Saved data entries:
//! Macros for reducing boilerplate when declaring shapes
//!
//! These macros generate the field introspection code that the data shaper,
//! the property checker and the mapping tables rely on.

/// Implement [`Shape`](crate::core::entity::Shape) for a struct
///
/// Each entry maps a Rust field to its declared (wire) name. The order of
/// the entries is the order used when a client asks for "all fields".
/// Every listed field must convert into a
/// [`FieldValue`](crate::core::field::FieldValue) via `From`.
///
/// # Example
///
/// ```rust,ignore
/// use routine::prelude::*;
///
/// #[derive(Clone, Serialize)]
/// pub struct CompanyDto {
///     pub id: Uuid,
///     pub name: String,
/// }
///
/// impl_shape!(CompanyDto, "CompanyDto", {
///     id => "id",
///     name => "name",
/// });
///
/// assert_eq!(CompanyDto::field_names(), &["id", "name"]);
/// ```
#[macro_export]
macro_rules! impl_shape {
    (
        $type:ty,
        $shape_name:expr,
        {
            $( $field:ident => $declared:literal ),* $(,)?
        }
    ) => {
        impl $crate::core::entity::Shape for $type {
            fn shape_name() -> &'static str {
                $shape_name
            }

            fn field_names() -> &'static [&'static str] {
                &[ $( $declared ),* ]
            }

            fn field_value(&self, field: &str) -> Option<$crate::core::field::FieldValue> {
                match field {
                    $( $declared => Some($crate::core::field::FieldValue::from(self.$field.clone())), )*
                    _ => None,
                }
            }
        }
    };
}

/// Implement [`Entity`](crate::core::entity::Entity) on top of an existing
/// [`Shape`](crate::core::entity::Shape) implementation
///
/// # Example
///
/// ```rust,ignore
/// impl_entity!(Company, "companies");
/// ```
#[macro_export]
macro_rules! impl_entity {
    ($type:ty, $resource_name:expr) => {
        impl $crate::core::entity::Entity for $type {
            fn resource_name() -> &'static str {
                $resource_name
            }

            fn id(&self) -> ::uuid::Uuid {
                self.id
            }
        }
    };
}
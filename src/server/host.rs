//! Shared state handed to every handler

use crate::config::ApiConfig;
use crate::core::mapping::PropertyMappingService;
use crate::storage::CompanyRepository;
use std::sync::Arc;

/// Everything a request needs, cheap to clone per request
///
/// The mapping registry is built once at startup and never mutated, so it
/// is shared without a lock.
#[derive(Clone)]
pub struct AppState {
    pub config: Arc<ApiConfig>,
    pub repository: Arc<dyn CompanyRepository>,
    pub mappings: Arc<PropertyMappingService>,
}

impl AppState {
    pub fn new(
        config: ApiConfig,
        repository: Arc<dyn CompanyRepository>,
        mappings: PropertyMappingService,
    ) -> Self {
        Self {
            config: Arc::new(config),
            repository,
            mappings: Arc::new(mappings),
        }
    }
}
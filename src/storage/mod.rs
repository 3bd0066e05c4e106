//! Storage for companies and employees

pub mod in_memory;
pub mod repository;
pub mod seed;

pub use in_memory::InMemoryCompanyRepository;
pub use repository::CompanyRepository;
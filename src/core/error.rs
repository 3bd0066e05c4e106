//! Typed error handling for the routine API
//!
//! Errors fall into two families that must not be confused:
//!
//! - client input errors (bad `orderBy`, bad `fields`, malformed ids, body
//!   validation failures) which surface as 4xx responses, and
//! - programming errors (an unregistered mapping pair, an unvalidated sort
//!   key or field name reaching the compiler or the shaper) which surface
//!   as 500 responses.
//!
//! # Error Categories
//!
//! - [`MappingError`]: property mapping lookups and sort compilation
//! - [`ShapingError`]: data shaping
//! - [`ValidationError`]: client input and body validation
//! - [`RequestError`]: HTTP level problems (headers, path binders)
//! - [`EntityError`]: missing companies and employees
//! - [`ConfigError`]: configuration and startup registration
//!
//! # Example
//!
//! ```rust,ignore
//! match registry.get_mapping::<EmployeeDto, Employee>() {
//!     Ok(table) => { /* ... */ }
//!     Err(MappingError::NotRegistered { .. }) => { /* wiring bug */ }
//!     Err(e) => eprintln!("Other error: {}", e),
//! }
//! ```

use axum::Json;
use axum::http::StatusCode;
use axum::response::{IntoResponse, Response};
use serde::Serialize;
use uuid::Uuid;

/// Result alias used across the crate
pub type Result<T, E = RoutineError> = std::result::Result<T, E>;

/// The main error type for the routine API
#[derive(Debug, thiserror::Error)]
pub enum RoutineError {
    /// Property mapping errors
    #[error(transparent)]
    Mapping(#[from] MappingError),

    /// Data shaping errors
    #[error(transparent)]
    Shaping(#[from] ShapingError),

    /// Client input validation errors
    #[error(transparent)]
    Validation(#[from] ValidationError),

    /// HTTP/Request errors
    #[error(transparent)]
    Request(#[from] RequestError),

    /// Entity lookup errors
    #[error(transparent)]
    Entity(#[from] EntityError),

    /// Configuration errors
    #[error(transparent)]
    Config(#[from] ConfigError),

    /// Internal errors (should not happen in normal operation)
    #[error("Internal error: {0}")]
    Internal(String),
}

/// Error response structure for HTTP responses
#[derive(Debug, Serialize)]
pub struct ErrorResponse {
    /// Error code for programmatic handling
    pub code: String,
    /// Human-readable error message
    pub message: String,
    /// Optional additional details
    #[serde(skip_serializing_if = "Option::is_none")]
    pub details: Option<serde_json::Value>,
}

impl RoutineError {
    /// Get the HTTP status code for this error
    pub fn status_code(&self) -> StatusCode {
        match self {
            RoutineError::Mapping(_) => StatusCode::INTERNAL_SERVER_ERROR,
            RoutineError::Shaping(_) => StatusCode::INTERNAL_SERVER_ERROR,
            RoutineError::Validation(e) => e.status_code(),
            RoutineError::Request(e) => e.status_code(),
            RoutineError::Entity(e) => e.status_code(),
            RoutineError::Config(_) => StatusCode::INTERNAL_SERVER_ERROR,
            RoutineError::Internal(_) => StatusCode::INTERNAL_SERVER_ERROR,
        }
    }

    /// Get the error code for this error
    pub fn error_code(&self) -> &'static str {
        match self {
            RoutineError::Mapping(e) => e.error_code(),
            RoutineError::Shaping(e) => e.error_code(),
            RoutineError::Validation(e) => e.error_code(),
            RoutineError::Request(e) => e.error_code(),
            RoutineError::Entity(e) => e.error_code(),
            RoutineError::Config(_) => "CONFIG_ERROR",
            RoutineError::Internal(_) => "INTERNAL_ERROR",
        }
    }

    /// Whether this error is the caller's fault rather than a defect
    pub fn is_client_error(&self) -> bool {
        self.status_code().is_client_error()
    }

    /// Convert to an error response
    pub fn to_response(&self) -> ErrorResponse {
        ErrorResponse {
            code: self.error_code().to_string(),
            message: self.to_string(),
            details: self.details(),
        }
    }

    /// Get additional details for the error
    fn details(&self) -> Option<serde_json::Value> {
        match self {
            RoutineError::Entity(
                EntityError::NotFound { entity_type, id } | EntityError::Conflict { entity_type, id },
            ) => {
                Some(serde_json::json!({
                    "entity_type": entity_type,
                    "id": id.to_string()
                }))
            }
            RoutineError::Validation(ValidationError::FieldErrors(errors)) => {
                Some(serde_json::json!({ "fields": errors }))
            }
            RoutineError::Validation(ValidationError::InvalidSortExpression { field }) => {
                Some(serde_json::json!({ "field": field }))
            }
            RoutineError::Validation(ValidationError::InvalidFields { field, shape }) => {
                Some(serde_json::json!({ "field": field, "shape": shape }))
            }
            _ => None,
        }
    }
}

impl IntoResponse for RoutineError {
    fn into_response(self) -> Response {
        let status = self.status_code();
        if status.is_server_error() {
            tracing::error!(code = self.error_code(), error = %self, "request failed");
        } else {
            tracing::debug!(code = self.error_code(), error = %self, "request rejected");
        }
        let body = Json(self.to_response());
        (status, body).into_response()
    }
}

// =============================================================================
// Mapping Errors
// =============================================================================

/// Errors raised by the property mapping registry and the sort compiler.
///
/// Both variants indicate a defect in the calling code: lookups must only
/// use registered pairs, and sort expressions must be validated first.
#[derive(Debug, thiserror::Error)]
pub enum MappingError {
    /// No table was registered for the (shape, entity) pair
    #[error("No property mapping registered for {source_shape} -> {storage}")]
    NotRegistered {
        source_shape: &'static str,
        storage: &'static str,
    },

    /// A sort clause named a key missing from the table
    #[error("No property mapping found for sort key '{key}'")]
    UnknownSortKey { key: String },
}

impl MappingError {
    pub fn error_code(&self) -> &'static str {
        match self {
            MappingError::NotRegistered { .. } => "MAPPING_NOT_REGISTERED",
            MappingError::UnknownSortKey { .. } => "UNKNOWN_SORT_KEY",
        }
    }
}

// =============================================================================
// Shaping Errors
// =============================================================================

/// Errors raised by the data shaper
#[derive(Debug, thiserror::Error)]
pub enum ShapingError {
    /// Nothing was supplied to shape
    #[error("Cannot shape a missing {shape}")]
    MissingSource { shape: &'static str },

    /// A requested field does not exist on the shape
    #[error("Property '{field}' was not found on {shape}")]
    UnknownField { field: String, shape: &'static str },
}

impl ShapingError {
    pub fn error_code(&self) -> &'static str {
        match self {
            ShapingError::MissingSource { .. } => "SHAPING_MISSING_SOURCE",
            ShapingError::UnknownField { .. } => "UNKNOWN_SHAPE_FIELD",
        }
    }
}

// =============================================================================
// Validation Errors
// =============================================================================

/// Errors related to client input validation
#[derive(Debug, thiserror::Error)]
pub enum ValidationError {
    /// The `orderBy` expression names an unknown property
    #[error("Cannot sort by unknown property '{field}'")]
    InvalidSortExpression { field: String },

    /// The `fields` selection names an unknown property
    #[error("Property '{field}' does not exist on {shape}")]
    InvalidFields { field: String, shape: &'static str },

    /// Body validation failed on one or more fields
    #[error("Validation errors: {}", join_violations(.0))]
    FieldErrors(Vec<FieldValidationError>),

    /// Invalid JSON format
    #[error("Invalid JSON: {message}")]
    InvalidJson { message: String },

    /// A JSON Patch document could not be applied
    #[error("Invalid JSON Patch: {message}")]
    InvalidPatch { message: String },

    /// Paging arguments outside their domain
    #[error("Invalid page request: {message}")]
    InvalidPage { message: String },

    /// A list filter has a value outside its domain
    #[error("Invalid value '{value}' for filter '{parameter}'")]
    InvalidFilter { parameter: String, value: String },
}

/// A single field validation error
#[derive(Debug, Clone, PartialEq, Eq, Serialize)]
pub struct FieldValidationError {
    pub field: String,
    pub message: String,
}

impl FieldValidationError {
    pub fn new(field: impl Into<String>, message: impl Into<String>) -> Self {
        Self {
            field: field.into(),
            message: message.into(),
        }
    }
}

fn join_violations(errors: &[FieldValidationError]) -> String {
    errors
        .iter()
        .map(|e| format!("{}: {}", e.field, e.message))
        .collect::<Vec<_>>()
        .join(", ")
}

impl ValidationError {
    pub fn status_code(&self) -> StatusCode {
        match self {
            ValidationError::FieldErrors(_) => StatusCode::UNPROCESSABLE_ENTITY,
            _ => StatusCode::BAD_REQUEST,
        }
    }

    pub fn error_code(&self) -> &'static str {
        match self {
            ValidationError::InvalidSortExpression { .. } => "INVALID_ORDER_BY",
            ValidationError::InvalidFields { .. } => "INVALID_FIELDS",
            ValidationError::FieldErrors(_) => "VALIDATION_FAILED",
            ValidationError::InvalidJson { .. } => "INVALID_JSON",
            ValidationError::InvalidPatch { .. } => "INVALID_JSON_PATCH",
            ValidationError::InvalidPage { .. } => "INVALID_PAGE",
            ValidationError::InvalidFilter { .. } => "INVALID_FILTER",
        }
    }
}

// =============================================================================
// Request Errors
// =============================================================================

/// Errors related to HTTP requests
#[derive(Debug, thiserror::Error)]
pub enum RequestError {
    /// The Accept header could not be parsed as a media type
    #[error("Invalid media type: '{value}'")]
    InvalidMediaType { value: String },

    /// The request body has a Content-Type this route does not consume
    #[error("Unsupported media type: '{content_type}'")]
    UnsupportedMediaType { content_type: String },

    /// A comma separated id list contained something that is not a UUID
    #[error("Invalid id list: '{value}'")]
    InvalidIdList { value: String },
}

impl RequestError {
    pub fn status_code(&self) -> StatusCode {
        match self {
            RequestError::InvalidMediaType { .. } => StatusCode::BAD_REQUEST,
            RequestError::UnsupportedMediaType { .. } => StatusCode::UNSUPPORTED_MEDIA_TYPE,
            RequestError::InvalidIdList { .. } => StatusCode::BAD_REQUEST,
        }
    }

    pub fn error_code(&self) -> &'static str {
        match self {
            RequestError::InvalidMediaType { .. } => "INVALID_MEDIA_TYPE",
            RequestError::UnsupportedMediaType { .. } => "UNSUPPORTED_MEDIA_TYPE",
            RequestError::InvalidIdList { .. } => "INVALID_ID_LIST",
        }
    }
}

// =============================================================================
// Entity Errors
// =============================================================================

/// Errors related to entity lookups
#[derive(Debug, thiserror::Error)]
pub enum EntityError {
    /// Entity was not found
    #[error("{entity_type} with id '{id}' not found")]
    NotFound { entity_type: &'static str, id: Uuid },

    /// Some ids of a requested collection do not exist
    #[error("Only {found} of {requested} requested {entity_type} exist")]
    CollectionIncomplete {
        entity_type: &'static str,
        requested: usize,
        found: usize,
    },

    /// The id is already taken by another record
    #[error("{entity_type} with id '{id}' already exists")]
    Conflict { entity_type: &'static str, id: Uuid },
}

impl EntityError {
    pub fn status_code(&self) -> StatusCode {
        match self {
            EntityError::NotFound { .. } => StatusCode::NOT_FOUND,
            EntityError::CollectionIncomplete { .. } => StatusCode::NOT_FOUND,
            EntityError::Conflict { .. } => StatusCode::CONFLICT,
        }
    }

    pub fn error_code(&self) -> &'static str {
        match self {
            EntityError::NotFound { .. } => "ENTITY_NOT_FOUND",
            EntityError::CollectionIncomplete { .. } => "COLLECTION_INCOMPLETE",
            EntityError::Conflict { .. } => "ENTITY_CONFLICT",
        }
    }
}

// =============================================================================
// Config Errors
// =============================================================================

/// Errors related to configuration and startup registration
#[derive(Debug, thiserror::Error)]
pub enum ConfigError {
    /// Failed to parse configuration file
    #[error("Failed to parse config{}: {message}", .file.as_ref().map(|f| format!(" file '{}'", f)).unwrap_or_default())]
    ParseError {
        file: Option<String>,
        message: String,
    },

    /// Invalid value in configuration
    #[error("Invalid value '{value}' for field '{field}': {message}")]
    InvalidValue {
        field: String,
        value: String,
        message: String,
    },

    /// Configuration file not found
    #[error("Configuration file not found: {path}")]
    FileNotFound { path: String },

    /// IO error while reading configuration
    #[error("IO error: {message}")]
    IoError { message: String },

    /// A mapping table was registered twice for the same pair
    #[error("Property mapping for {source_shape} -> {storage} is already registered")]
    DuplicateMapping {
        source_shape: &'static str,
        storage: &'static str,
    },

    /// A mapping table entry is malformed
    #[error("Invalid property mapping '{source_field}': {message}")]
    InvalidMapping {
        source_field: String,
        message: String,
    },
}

> **YOUR TASK**: Scan the data above. Return every line with "employees" in it.

> **SOLVED EXERCISE**:
//! Storage for companies and employees
//! - [`EntityError`]: missing companies and employees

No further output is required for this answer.